One dynamic in our relationship that hasn't changed up until now is that I am the spacey one, and Ed is the organized one. Before we were married, I told Ed I wanted a nice engagement ring, and Ed pointed out that this was like throwing thousands of dollars down a drain because I would no doubt lose it within a month or two. At dinner that night, I tried to persuade him how responsible I could be - and he almost bought it, until the waiter chased me down as I was leaving the restaurant letting me know I had left my wallet behind, we walked out to the car and realized all the CDs had been stolen (INCLUDING ABBA GOLD!) because I had left the doors unlocked (oh - and because some jerk who Ed claims has no taste, witnessed by the fact that the jerk took my ABBA GOLD CD, opened the unlocked doors and swiped our CDs - did I mention, it included my ABBA GOLD CD?). And, to top it off, we went to a bar later that night and I left my wallet in the bathroom, which I realized about 1 minute after I got back to the barstool I was occupying before the bathroom break and I had to tell Ed that I needed to go to the bathroom again...right this minute. Thank you, kind ladies at the bar who left my wallet alone. When we went biking in the Loire Valley a few years ago, I told Ed that I was trying very hard to be a responsible person and somehow I convinced him that I could carry the tickets for the audio guide of some castle all the way from the place we purchased the tickets to the place headphones were handed out - about 100 yards away. Well, guess what? I was wrong. Somehow I lost the tickets - but it didn't really matter because I used my very bad French and pathetic sounding English speaking to explain the situation to the person with the headphones who happily handed them over, probably to make me go away.
But Wednesday night, even this role was finally swiped from me.

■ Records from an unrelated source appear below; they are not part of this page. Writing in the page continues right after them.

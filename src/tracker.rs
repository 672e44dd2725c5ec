//! Download completion tracking.
//!
//! The browser reports a triggered download as a stream of progress events.
//! [`DownloadTracker`] folds that stream into exactly one outcome: the file
//! completed, or the browser canceled it.

use std::fmt;
use std::time::Duration;

use futures::{Stream, StreamExt};

use crate::error::{Error, Result};

/// Lifecycle of a single browser download.
#[derive(Debug, Clone, Copy, PartialEq, Eq)]
pub enum DownloadState {
    /// Triggered, no progress reported yet.
    Pending,
    /// Bytes are arriving.
    InProgress,
    /// Finished successfully.
    Completed,
    /// The browser gave up on the download.
    Canceled,
}

impl DownloadState {
    /// Returns true for `Completed` and `Canceled`.
    #[must_use]
    pub const fn is_terminal(self) -> bool {
        matches!(self, Self::Completed | Self::Canceled)
    }
}

impl fmt::Display for DownloadState {
    fn fmt(&self, f: &mut fmt::Formatter<'_>) -> fmt::Result {
        let s = match self {
            Self::Pending => "pending",
            Self::InProgress => "inProgress",
            Self::Completed => "completed",
            Self::Canceled => "canceled",
        };
        f.write_str(s)
    }
}

/// A progress notification from the browser's download subsystem.
#[derive(Debug, Clone, Copy, PartialEq, Eq)]
pub enum DownloadEvent {
    /// Bytes received so far out of the expected total (0 if unknown).
    InProgress {
        received_bytes: u64,
        total_bytes: u64,
    },
    /// The download finished.
    Completed,
    /// The download was canceled.
    Canceled,
}

/// Effect of feeding one event into the tracker.
#[derive(Debug, Clone, Copy, PartialEq, Eq)]
pub enum Step {
    /// Progress advanced; report these values.
    Progress {
        received_bytes: u64,
        total_bytes: u64,
    },
    /// A terminal state was reached.
    Finished(DownloadState),
    /// The event arrived after the terminal state and was dropped.
    Ignored,
}

/// State machine for one in-flight download.
#[derive(Debug)]
pub struct DownloadTracker {
    file_name: String,
    state: DownloadState,
    received_bytes: u64,
    total_bytes: u64,
}

impl DownloadTracker {
    /// Creates a tracker in the `Pending` state.
    #[must_use]
    pub fn new(file_name: impl Into<String>) -> Self {
        Self {
            file_name: file_name.into(),
            state: DownloadState::Pending,
            received_bytes: 0,
            total_bytes: 0,
        }
    }

    /// Current state.
    #[must_use]
    pub const fn state(&self) -> DownloadState {
        self.state
    }

    /// Highest byte count observed so far.
    #[must_use]
    pub const fn received_bytes(&self) -> u64 {
        self.received_bytes
    }

    /// Expected size, or 0 while unknown.
    #[must_use]
    pub const fn total_bytes(&self) -> u64 {
        self.total_bytes
    }

    /// Applies one event.
    ///
    /// Only the first terminal event takes effect. Anything arriving after it
    /// is logged and ignored.
    pub fn apply(&mut self, event: DownloadEvent) -> Step {
        if self.state.is_terminal() {
            log::warn!(
                "Ignoring {event:?} for {} after terminal state {}",
                self.file_name,
                self.state
            );
            return Step::Ignored;
        }

        match event {
            DownloadEvent::InProgress {
                received_bytes,
                total_bytes,
            } => {
                if self.state == DownloadState::Pending {
                    self.state = DownloadState::InProgress;
                    self.total_bytes = total_bytes;
                } else if self.total_bytes == 0 {
                    self.total_bytes = total_bytes;
                }
                // Out-of-order reports never move the counter backwards.
                self.received_bytes = self.received_bytes.max(received_bytes);
                Step::Progress {
                    received_bytes: self.received_bytes,
                    total_bytes: self.total_bytes,
                }
            }
            DownloadEvent::Completed => {
                self.state = DownloadState::Completed;
                Step::Finished(self.state)
            }
            DownloadEvent::Canceled => {
                self.state = DownloadState::Canceled;
                Step::Finished(self.state)
            }
        }
    }

    /// Outcome once terminal: bytes received on success, the cancellation otherwise.
    fn outcome(&self) -> Option<Result<u64>> {
        match self.state {
            DownloadState::Completed => Some(Ok(self.received_bytes)),
            DownloadState::Canceled => Some(Err(Error::DownloadCanceled {
                file_name: self.file_name.clone(),
                state: self.state,
            })),
            DownloadState::Pending | DownloadState::InProgress => None,
        }
    }

    /// Consumes events until a terminal state and returns its outcome.
    ///
    /// `report` receives `(received_bytes, total_bytes)` for every progress
    /// event and is never called after the terminal event. With a
    /// `stall_timeout`, waiting longer than that for the next event fails
    /// with [`Error::DownloadStalled`].
    ///
    /// # Errors
    ///
    /// Returns [`Error::DownloadCanceled`] if the browser cancels the
    /// download, [`Error::DownloadStalled`] on a stall, and
    /// [`Error::DownloadStreamClosed`] if events stop before a terminal state.
    pub async fn run<S, R>(
        mut self,
        mut events: S,
        mut report: R,
        stall_timeout: Option<Duration>,
    ) -> Result<u64>
    where
        S: Stream<Item = DownloadEvent> + Unpin,
        R: FnMut(u64, u64),
    {
        loop {
            let next = match stall_timeout {
                Some(limit) => tokio::time::timeout(limit, events.next())
                    .await
                    .map_err(|_| Error::DownloadStalled {
                        file_name: self.file_name.clone(),
                        after: limit,
                    })?,
                None => events.next().await,
            };

            let Some(event) = next else {
                return Err(Error::DownloadStreamClosed {
                    file_name: self.file_name,
                });
            };

            match self.apply(event) {
                Step::Progress {
                    received_bytes,
                    total_bytes,
                } => report(received_bytes, total_bytes),
                Step::Finished(state) => {
                    log::debug!("Download of {} reached {state}", self.file_name);
                    if let Some(outcome) = self.outcome() {
                        return outcome;
                    }
                }
                Step::Ignored => {}
            }
        }
    }
}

Building on Monday's locking the keys in the car performance, Ed showed up at a baseball game WITHOUT his ticket. As in, he had it in the morning, had it when he left his office, but couldn't manage to keep it for two subway stops and a short walk to the entrance of the park. Luckily, new tix can be picked up for $5, so it wasn't that costly. Unless you count the cost of me losing the last piece of my personality that belonged to me, and only me. I think I will try and perform an exorcism on Ed this weekend to get my spirit to leave his body. It's just too weird.